- [Data for processing]
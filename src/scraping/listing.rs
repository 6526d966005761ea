use once_cell::sync::Lazy;
use scraper::{ElementRef, Html, Selector};

use super::base;
use crate::models::Event;

// The deployed markup keeps the card link within four levels of an entry.
// Verify against the live page before raising or lowering this.
const MAX_CARD_DEPTH: usize = 4;

static ENTRY_SELECTOR: Lazy<Selector> =
    Lazy::new(|| Selector::parse(".evo_above_title").expect("listing entry selector"));
static DAY_SELECTOR: Lazy<Selector> =
    Lazy::new(|| Selector::parse(".date").expect("listing day selector"));
static MONTH_SELECTOR: Lazy<Selector> =
    Lazy::new(|| Selector::parse(".month").expect("listing month selector"));
static TITLE_SELECTOR: Lazy<Selector> = Lazy::new(|| {
    Selector::parse(".evcal_desc2.evcal_event_title").expect("listing title selector")
});
static LINK_SELECTOR: Lazy<Selector> =
    Lazy::new(|| Selector::parse("a[href]").expect("listing link selector"));

// calendar month -> display (genitive) form
const MONTHS: [(&str, &str); 25] = [
    ("январь", "января"),
    ("янв", "января"),
    ("февраль", "февраля"),
    ("фев", "февраля"),
    ("март", "марта"),
    ("мар", "марта"),
    ("апрель", "апреля"),
    ("апр", "апреля"),
    ("май", "мая"),
    ("мая", "мая"),
    ("июнь", "июня"),
    ("июн", "июня"),
    ("июль", "июля"),
    ("июл", "июля"),
    ("август", "августа"),
    ("авг", "августа"),
    ("сентябрь", "сентября"),
    ("сен", "сентября"),
    ("сент", "сентября"),
    ("октябрь", "октября"),
    ("окт", "октября"),
    ("ноябрь", "ноября"),
    ("ноя", "ноября"),
    ("декабрь", "декабря"),
    ("дек", "декабря"),
];

/// Parses the listing page and returns one candidate per leaf entry, in page order.
pub fn extract_events(html: &str, listing_url: &str) -> Vec<Event> {
    let document = Html::parse_document(html);
    extract(&document, listing_url)
}

pub fn extract(document: &Html, listing_url: &str) -> Vec<Event> {
    document
        .select(&ENTRY_SELECTOR)
        .filter(|entry| is_leaf(entry))
        .map(|entry| candidate_from(entry, listing_url))
        .collect()
}

/// Entries with nested elements are group headers, not bookable events.
pub fn is_leaf(entry: &ElementRef<'_>) -> bool {
    !entry.children().any(|child| child.value().is_element())
}

pub fn display_month(raw: &str) -> String {
    let trimmed = raw.trim();
    let key = trimmed.to_lowercase();
    MONTHS
        .iter()
        .find(|(calendar, _)| *calendar == key)
        .map(|(_, display)| display.to_string())
        .unwrap_or_else(|| trimmed.to_string())
}

/// Detail-page URL for an entry: the first link held by (or being) its nearest linked ancestor.
pub fn booking_link(entry: ElementRef<'_>, listing_url: &str) -> Option<String> {
    let href = card_ancestors(entry).find_map(|node| {
        let own = node.value().attr("href").filter(|_| node.value().name() == "a");
        own.map(str::to_string)
            .or_else(|| base::attribute(&node, &LINK_SELECTOR, "href"))
    })?;
    base::resolve_link(listing_url, &href)
}

fn candidate_from(entry: ElementRef<'_>, listing_url: &str) -> Event {
    let core = card_core(entry);

    let day = base::folded_text(&core, &DAY_SELECTOR).unwrap_or_default();
    let month = base::folded_text(&core, &MONTH_SELECTOR)
        .map(|text| display_month(&text))
        .unwrap_or_default();
    let date = format!("{day} {month}").trim().to_string();

    let time = base::folded_text(&core, &TITLE_SELECTOR)
        .map(|text| base::escape_markup(&text))
        .unwrap_or_default();

    let link = booking_link(entry, listing_url).unwrap_or_default();

    Event::candidate(date, time, link)
}

fn card_core(entry: ElementRef<'_>) -> ElementRef<'_> {
    card_ancestors(entry)
        .find(|node| node.select(&DAY_SELECTOR).next().is_some())
        .or_else(|| card_ancestors(entry).nth(1))
        .unwrap_or(entry)
}

fn card_ancestors(entry: ElementRef<'_>) -> impl Iterator<Item = ElementRef<'_>> {
    entry
        .ancestors()
        .filter_map(ElementRef::wrap)
        .take(MAX_CARD_DEPTH)
}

- [Problem details] All lines above that include the word "сентября" must be copied into the answer.

- [Output]
    ("сентябрь", "сентября"),
    ("сен", "сентября"),
    ("сент", "сентября"),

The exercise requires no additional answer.